Task to complete> A verbatim copy of the entries is the required answer.

Provided data>
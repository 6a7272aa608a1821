//! Entity ID prefixes and formatting helpers.
//!
//! IDs are `<prefix>-<suffix>` strings, e.g. `grp-developers` or `per-7`.
//! The prefix identifies the entity kind so that ids stay readable in logs.

use std::fmt;

use schemars::JsonSchema;
use serde::{Deserialize, Serialize};

pub const PREFIX_PERSON: &str = "per";
pub const PREFIX_GROUP: &str = "grp";
pub const PREFIX_SECTION: &str = "sec";
pub const PREFIX_COURSE: &str = "crs";
pub const PREFIX_RESOURCE: &str = "res";
pub const PREFIX_CONTACT: &str = "con";

/// Format a prefixed id.
#[must_use]
pub fn format_id(prefix: &str, suffix: &str) -> String {
    format!("{prefix}-{suffix}")
}

/// Opaque identity of a domain object participating in relationships.
#[derive(
    Debug, Clone, PartialEq, Eq, Hash, PartialOrd, Ord, Serialize, Deserialize, JsonSchema,
)]
#[serde(transparent)]
pub struct EntityId(String);

impl EntityId {
    #[must_use]
    pub fn new(id: impl Into<String>) -> Self {
        Self(id.into())
    }

    #[must_use]
    pub fn as_str(&self) -> &str {
        &self.0
    }

    /// The part before the first `-`, if any.
    #[must_use]
    pub fn prefix(&self) -> Option<&str> {
        self.0.split_once('-').map(|(prefix, _)| prefix)
    }
}

impl fmt::Display for EntityId {
    fn fmt(&self, f: &mut fmt::Formatter<'_>) -> fmt::Result {
        f.write_str(&self.0)
    }
}

impl From<&str> for EntityId {
    fn from(value: &str) -> Self {
        Self::new(value)
    }
}

impl From<String> for EntityId {
    fn from(value: String) -> Self {
        Self(value)
    }
}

Output below>
repository 6a7272aa608a1821
//! Entity ID prefixes and formatting helpers.
//!
//! IDs are `<prefix>-<suffix>` strings, e.g. `grp-developers` or `per-7`.
//! The prefix identifies the entity kind so that ids stay readable in logs.

use std::fmt;

use schemars::JsonSchema;
use serde::{Deserialize, Serialize};

pub const PREFIX_PERSON: &str = "per";
pub const PREFIX_GROUP: &str = "grp";
pub const PREFIX_SECTION: &str = "sec";
pub const PREFIX_COURSE: &str = "crs";
pub const PREFIX_RESOURCE: &str = "res";
pub const PREFIX_CONTACT: &str = "con";

/// Format a prefixed id.
#[must_use]
pub fn format_id(prefix: &str, suffix: &str) -> String {
    format!("{prefix}-{suffix}")
}

/// Opaque identity of a domain object participating in relationships.
#[derive(
    Debug, Clone, PartialEq, Eq, Hash, PartialOrd, Ord, Serialize, Deserialize, JsonSchema,
)]
#[serde(transparent)]
pub struct EntityId(String);

impl EntityId {
    #[must_use]
    pub fn new(id: impl Into<String>) -> Self {
        Self(id.into())
    }

    #[must_use]
    pub fn as_str(&self) -> &str {
        &self.0
    }

    /// The part before the first `-`, if any.
    #[must_use]
    pub fn prefix(&self) -> Option<&str> {
        self.0.split_once('-').map(|(prefix, _)| prefix)
    }
}

impl fmt::Display for EntityId {
    fn fmt(&self, f: &mut fmt::Formatter<'_>) -> fmt::Result {
        f.write_str(&self.0)
    }
}

impl From<&str> for EntityId {
    fn from(value: &str) -> Self {
        Self::new(value)
    }
}

impl From<String> for EntityId {
    fn from(value: String) -> Self {
        Self(value)
    }
}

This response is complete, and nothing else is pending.